Saved data entries
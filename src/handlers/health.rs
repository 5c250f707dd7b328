use crate::{db::check_connection, AppState};
use axum::{extract::State, http::StatusCode, response::IntoResponse, Json};
use serde::Serialize;
use tracing::warn;

/// Component health status
#[derive(Debug, Clone, Copy, PartialEq, Eq, Serialize)]
#[serde(rename_all = "lowercase")]
pub enum ComponentStatus {
    Up,
    Down,
}

#[derive(Debug, Clone, Serialize)]
pub struct HealthResponse {
    pub status: ComponentStatus,
    pub database: ComponentStatus,
    pub version: &'static str,
    pub timestamp: String,
}

/// Liveness plus a database ping; 503 while the database is unreachable
pub async fn health_check(State(state): State<AppState>) -> impl IntoResponse {
    let database = match check_connection(&state.db).await {
        Ok(()) => ComponentStatus::Up,
        Err(e) => {
            warn!(error = %e, "Health check: database unreachable");
            ComponentStatus::Down
        }
    };
    let code = match database {
        ComponentStatus::Up => StatusCode::OK,
        ComponentStatus::Down => StatusCode::SERVICE_UNAVAILABLE,
    };

    (
        code,
        Json(HealthResponse {
            status: database,
            database,
            version: env!("CARGO_PKG_VERSION"),
            timestamp: chrono::Utc::now().to_rfc3339(),
        }),
    )
}
//! Money arithmetic shared by the catalog, promotion and order services.

use crate::{config::AppConfig, entities::order::DeliveryMethod, errors::ServiceError};
use rust_decimal::{Decimal, RoundingStrategy};

const HUNDRED: Decimal = Decimal::ONE_HUNDRED;

/// Rounds to 2 decimal places, midpoint away from zero.
pub fn round_money(value: Decimal) -> Decimal {
    value.round_dp_with_strategy(2, RoundingStrategy::MidpointAwayFromZero)
}

/// Price after taking `discount` percent off `base`.
///
/// Always computed from the undiscounted base, so reapplying a discount
/// never compounds.
pub fn discounted_price(base: Decimal, discount: Decimal) -> Decimal {
    round_money(base * (HUNDRED - discount) / HUNDRED)
}

pub fn validate_discount(discount: Decimal) -> Result<(), ServiceError> {
    if discount < Decimal::ZERO || discount > HUNDRED {
        return Err(ServiceError::ValidationError(format!(
            "Discount must be between 0 and 100, got {}",
            discount
        )));
    }
    Ok(())
}

pub fn validate_price(price: Decimal) -> Result<(), ServiceError> {
    if price < Decimal::ZERO {
        return Err(ServiceError::ValidationError(
            "Price must not be negative".to_string(),
        ));
    }
    Ok(())
}

/// Delivery fee rules per delivery method.
#[derive(Debug, Clone, Copy, PartialEq)]
pub struct DeliveryPolicy {
    pub courier_free_threshold: Decimal,
    pub courier_fee: Decimal,
}

impl Default for DeliveryPolicy {
    fn default() -> Self {
        Self {
            courier_free_threshold: Decimal::from(1000),
            courier_fee: Decimal::from(100),
        }
    }
}

impl From<&AppConfig> for DeliveryPolicy {
    fn from(cfg: &AppConfig) -> Self {
        Self {
            courier_free_threshold: cfg.courier_free_delivery_threshold,
            courier_fee: cfg.courier_delivery_fee,
        }
    }
}

impl DeliveryPolicy {
    /// Fee for `method` given the order subtotal.
    ///
    /// Carrier methods pass through the fee quoted on the shipping address
    /// (zero when absent).
    pub fn fee(
        &self,
        method: DeliveryMethod,
        subtotal: Decimal,
        quoted_fee: Option<Decimal>,
    ) -> Result<Decimal, ServiceError> {
        let fee = match method {
            carrier if carrier.is_carrier() => {
                let quoted = quoted_fee.unwrap_or(Decimal::ZERO);
                if quoted < Decimal::ZERO {
                    return Err(ServiceError::ValidationError(
                        "shippingAddress.deliveryFee must not be negative".to_string(),
                    ));
                }
                quoted
            }
            DeliveryMethod::Courier if subtotal < self.courier_free_threshold => self.courier_fee,
            _ => Decimal::ZERO,
        };
        Ok(round_money(fee))
    }
}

> [ASSIGNMENT]:
Transcribe only, please, the lines from the first line of the records through the line with "reapplying a discount". Both of those lines are included.

> [RESPONSE TO THIS TASK]:
filename src/handlers/health.rs
repository 5c250f707dd7b328
use crate::{db::check_connection, AppState};
use axum::{extract::State, http::StatusCode, response::IntoResponse, Json};
use serde::Serialize;
use tracing::warn;

/// Component health status
#[derive(Debug, Clone, Copy, PartialEq, Eq, Serialize)]
#[serde(rename_all = "lowercase")]
pub enum ComponentStatus {
    Up,
    Down,
}

#[derive(Debug, Clone, Serialize)]
pub struct HealthResponse {
    pub status: ComponentStatus,
    pub database: ComponentStatus,
    pub version: &'static str,
    pub timestamp: String,
}

/// Liveness plus a database ping; 503 while the database is unreachable
pub async fn health_check(State(state): State<AppState>) -> impl IntoResponse {
    let database = match check_connection(&state.db).await {
        Ok(()) => ComponentStatus::Up,
        Err(e) => {
            warn!(error = %e, "Health check: database unreachable");
            ComponentStatus::Down
        }
    };
    let code = match database {
        ComponentStatus::Up => StatusCode::OK,
        ComponentStatus::Down => StatusCode::SERVICE_UNAVAILABLE,
    };

    (
        code,
        Json(HealthResponse {
            status: database,
            database,
            version: env!("CARGO_PKG_VERSION"),
            timestamp: chrono::Utc::now().to_rfc3339(),
        }),
    )
}
//! Money arithmetic shared by the catalog, promotion and order services.

use crate::{config::AppConfig, entities::order::DeliveryMethod, errors::ServiceError};
use rust_decimal::{Decimal, RoundingStrategy};

const HUNDRED: Decimal = Decimal::ONE_HUNDRED;

/// Rounds to 2 decimal places, midpoint away from zero.
pub fn round_money(value: Decimal) -> Decimal {
    value.round_dp_with_strategy(2, RoundingStrategy::MidpointAwayFromZero)
}

/// Price after taking `discount` percent off `base`.
///
/// Always computed from the undiscounted base, so reapplying a discount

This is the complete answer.